* _What you should do_
Across the entries that follow, work out the number of lines containing the string "Continue", and state it alone.

* _Data for processing_
=-=-=

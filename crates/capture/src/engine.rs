//! Speech capture engine
//!
//! Owns the continuous-listening session against the speech provider and
//! normalizes its erratic lifecycle into a stable event stream. The central
//! algorithm is the restart-on-terminate reconciliation loop: the caller's
//! intent (`desired_listening`) is compared against observed provider
//! liveness, and whenever the provider ends a session on its own while the
//! intent is still to listen, exactly one reopen attempt is scheduled after a
//! short fixed delay.

use std::sync::atomic::{AtomicBool, Ordering};
use std::sync::Arc;
use std::time::Duration;

use parking_lot::Mutex;
use tokio::sync::{broadcast, mpsc};
use tokio::task::JoinHandle;
use tokio::time::sleep;

use call_coach_config::CaptureConfig;

use crate::provider::{
    CaptureStatus, ProviderErrorKind, ProviderEvent, ProviderStream, SpeechProvider,
};
use crate::CaptureError;

/// Non-transient capture failures surfaced to the session
#[derive(Debug, Clone, PartialEq, Eq)]
pub enum CaptureErrorKind {
    /// Microphone access refused; listening intent is cleared
    PermissionDenied,
    /// Network failure inside the provider; advisory
    Network,
    /// Audio device failure; advisory
    Audio,
    /// Anything else the provider reported
    Other(String),
}

impl CaptureErrorKind {
    /// Short tag for advisory messages.
    pub fn label(&self) -> &str {
        match self {
            CaptureErrorKind::PermissionDenied => "permission-denied",
            CaptureErrorKind::Network => "network",
            CaptureErrorKind::Audio => "audio-capture",
            CaptureErrorKind::Other(tag) => tag,
        }
    }
}

/// Event stream emitted by the engine
#[derive(Debug, Clone, PartialEq, Eq)]
pub enum CaptureEvent {
    /// Partial transcription of speech in progress
    Interim(String),
    /// Completed utterance, trimmed; never empty
    Final(String),
    /// Advisory lifecycle tag, UI feedback only
    Status(CaptureStatus),
    /// Non-transient provider failure
    Error(CaptureErrorKind),
}

/// Continuous speech capture with self-healing restarts
pub struct SpeechCaptureEngine {
    provider: Arc<dyn SpeechProvider>,
    restart_delay: Duration,
    desired_listening: Arc<AtomicBool>,
    event_tx: mpsc::Sender<CaptureEvent>,
    shutdown_tx: broadcast::Sender<()>,
    run_handle: Mutex<Option<JoinHandle<()>>>,
}

impl SpeechCaptureEngine {
    /// Create an engine and the receiving half of its event stream.
    pub fn new(
        provider: Arc<dyn SpeechProvider>,
        config: &CaptureConfig,
    ) -> (Self, mpsc::Receiver<CaptureEvent>) {
        let (event_tx, event_rx) = mpsc::channel(64);
        let (shutdown_tx, _) = broadcast::channel(1);

        let engine = Self {
            provider,
            restart_delay: Duration::from_millis(config.restart_delay_ms),
            desired_listening: Arc::new(AtomicBool::new(false)),
            event_tx,
            shutdown_tx,
            run_handle: Mutex::new(None),
        };
        (engine, event_rx)
    }

    /// Whether the platform offers a speech provider at all.
    pub fn is_supported(&self) -> bool {
        self.provider.is_available()
    }

    /// Whether the caller currently intends to be listening.
    pub fn is_listening(&self) -> bool {
        self.desired_listening.load(Ordering::SeqCst)
    }

    /// Start continuous capture. Idempotent: a second start while the run
    /// loop is live is a no-op.
    ///
    /// Fails with [`CaptureError::Unsupported`] when the platform has no
    /// provider, and with [`CaptureError::PermissionDenied`] when microphone
    /// access is refused; the latter leaves `desired_listening` false.
    pub async fn start(&self) -> Result<(), CaptureError> {
        if !self.provider.is_available() {
            return Err(CaptureError::Unsupported);
        }

        {
            let handle = self.run_handle.lock();
            if handle.as_ref().is_some_and(|h| !h.is_finished()) {
                return Ok(());
            }
        }

        self.desired_listening.store(true, Ordering::SeqCst);

        let stream = match self.provider.open().await {
            Ok(stream) => stream,
            Err(e) => {
                self.desired_listening.store(false, Ordering::SeqCst);
                return Err(e);
            },
        };

        let provider = Arc::clone(&self.provider);
        let desired = Arc::clone(&self.desired_listening);
        let event_tx = self.event_tx.clone();
        let restart_delay = self.restart_delay;
        let shutdown_rx = self.shutdown_tx.subscribe();

        let handle = tokio::spawn(run_loop(
            provider,
            desired,
            event_tx,
            restart_delay,
            shutdown_rx,
            stream,
        ));
        *self.run_handle.lock() = Some(handle);

        Ok(())
    }

    /// Stop capture. Idempotent and always succeeds: clears the listening
    /// intent, cancels any pending restart, and releases the provider
    /// session.
    pub fn stop(&self) {
        self.desired_listening.store(false, Ordering::SeqCst);
        let _ = self.shutdown_tx.send(());
        // The run loop exits via the shutdown signal; dropping the handle
        // does not abort it mid-forward.
        self.run_handle.lock().take();
    }
}

/// Forwarding outcome for one provider event
enum Forward {
    Continue,
    /// Permission was revoked; stop listening entirely
    Halt,
}

async fn run_loop(
    provider: Arc<dyn SpeechProvider>,
    desired: Arc<AtomicBool>,
    event_tx: mpsc::Sender<CaptureEvent>,
    restart_delay: Duration,
    mut shutdown_rx: broadcast::Receiver<()>,
    mut stream: ProviderStream,
) {
    'session: loop {
        // Drain the current provider session.
        loop {
            tokio::select! {
                _ = shutdown_rx.recv() => break 'session,
                event = stream.recv() => match event {
                    Some(event) => {
                        if let Forward::Halt = forward(event, &desired, &event_tx).await {
                            break 'session;
                        }
                    },
                    // Provider terminated the session on its own.
                    None => break,
                },
            }
        }

        if !desired.load(Ordering::SeqCst) {
            break;
        }

        // Schedule exactly one restart attempt after a fixed delay; a manual
        // stop during the delay cancels it.
        tracing::debug!("Provider session ended, restarting in {:?}", restart_delay);
        tokio::select! {
            _ = shutdown_rx.recv() => break,
            _ = sleep(restart_delay) => {},
        }
        if !desired.load(Ordering::SeqCst) {
            break;
        }

        match provider.open().await {
            Ok(new_stream) => stream = new_stream,
            Err(e) => {
                // A restart racing a manual stop may fail; swallow it rather
                // than surfacing an error for a session nobody wants anymore.
                tracing::debug!("Could not restart capture: {}", e);
                break;
            },
        }
    }
}

async fn forward(
    event: ProviderEvent,
    desired: &AtomicBool,
    event_tx: &mpsc::Sender<CaptureEvent>,
) -> Forward {
    match event {
        ProviderEvent::Interim(text) => {
            let _ = event_tx.send(CaptureEvent::Interim(text)).await;
        },
        ProviderEvent::Final(text) => {
            let text = text.trim();
            if !text.is_empty() {
                let _ = event_tx.send(CaptureEvent::Final(text.to_string())).await;
            }
        },
        ProviderEvent::Status(status) => {
            let _ = event_tx.send(CaptureEvent::Status(status)).await;
        },
        ProviderEvent::Error(kind) if kind.is_transient() => {
            tracing::debug!("Transient provider error: {:?}", kind);
        },
        ProviderEvent::Error(ProviderErrorKind::PermissionDenied) => {
            desired.store(false, Ordering::SeqCst);
            let _ = event_tx
                .send(CaptureEvent::Error(CaptureErrorKind::PermissionDenied))
                .await;
            return Forward::Halt;
        },
        ProviderEvent::Error(kind) => {
            let mapped = match kind {
                ProviderErrorKind::Network => CaptureErrorKind::Network,
                ProviderErrorKind::Audio => CaptureErrorKind::Audio,
                ProviderErrorKind::Other(tag) => CaptureErrorKind::Other(tag),
                // Transient and permission kinds handled above.
                _ => return Forward::Continue,
            };
            let _ = event_tx.send(CaptureEvent::Error(mapped)).await;
        },
    }
    Forward::Continue
}

#[cfg(test)]
mod tests {
    use super::*;
    use crate::scripted::{ScriptedProvider, ScriptedSession};

    fn test_config(restart_delay_ms: u64) -> CaptureConfig {
        CaptureConfig { restart_delay_ms }
    }

    #[tokio::test]
    async fn test_start_requires_provider() {
        let provider = Arc::new(ScriptedProvider::unavailable());
        let (engine, _rx) = SpeechCaptureEngine::new(provider, &test_config(10));

        let err = engine.start().await.unwrap_err();
        assert!(matches!(err, CaptureError::Unsupported));
        assert!(!engine.is_listening());
    }

    #[tokio::test]
    async fn test_permission_denied_clears_intent() {
        let provider = Arc::new(ScriptedProvider::denying_permission());
        let (engine, _rx) = SpeechCaptureEngine::new(provider, &test_config(10));

        let err = engine.start().await.unwrap_err();
        assert!(matches!(err, CaptureError::PermissionDenied));
        assert!(!engine.is_listening());
    }

    #[tokio::test]
    async fn test_final_text_trimmed_and_empty_suppressed() {
        let provider = Arc::new(ScriptedProvider::new(vec![ScriptedSession::new()
            .final_text("   ")
            .final_text("  hello there  ")
            .stay_open()]));
        let (engine, mut rx) = SpeechCaptureEngine::new(provider, &test_config(10));
        engine.start().await.unwrap();

        let event = tokio::time::timeout(Duration::from_secs(1), rx.recv())
            .await
            .unwrap()
            .unwrap();
        assert_eq!(event, CaptureEvent::Final("hello there".to_string()));
        engine.stop();
    }

    #[tokio::test]
    async fn test_transient_errors_swallowed() {
        let provider = Arc::new(ScriptedProvider::new(vec![ScriptedSession::new()
            .error(ProviderErrorKind::NoSpeech)
            .error(ProviderErrorKind::Aborted)
            .final_text("still here")
            .stay_open()]));
        let (engine, mut rx) = SpeechCaptureEngine::new(provider, &test_config(10));
        engine.start().await.unwrap();

        let event = tokio::time::timeout(Duration::from_secs(1), rx.recv())
            .await
            .unwrap()
            .unwrap();
        // The first observable event is the final text; the transient errors
        // never surfaced.
        assert_eq!(event, CaptureEvent::Final("still here".to_string()));
        engine.stop();
    }

    #[tokio::test]
    async fn test_mid_stream_permission_denial_halts() {
        let provider = Arc::new(ScriptedProvider::new(vec![ScriptedSession::new()
            .error(ProviderErrorKind::PermissionDenied)
            .stay_open()]));
        let (engine, mut rx) = SpeechCaptureEngine::new(provider.clone(), &test_config(10));
        engine.start().await.unwrap();

        let event = tokio::time::timeout(Duration::from_secs(1), rx.recv())
            .await
            .unwrap()
            .unwrap();
        assert_eq!(
            event,
            CaptureEvent::Error(CaptureErrorKind::PermissionDenied)
        );
        assert!(!engine.is_listening());

        // No restart follows a permission halt.
        sleep(Duration::from_millis(60)).await;
        assert_eq!(provider.open_count(), 1);
    }

    #[tokio::test]
    async fn test_start_is_idempotent() {
        let provider = Arc::new(ScriptedProvider::new(vec![
            ScriptedSession::new().stay_open()
        ]));
        let (engine, _rx) = SpeechCaptureEngine::new(provider.clone(), &test_config(10));

        engine.start().await.unwrap();
        engine.start().await.unwrap();
        assert_eq!(provider.open_count(), 1);
        engine.stop();
    }
}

=-=-=

* _Problem solution_
3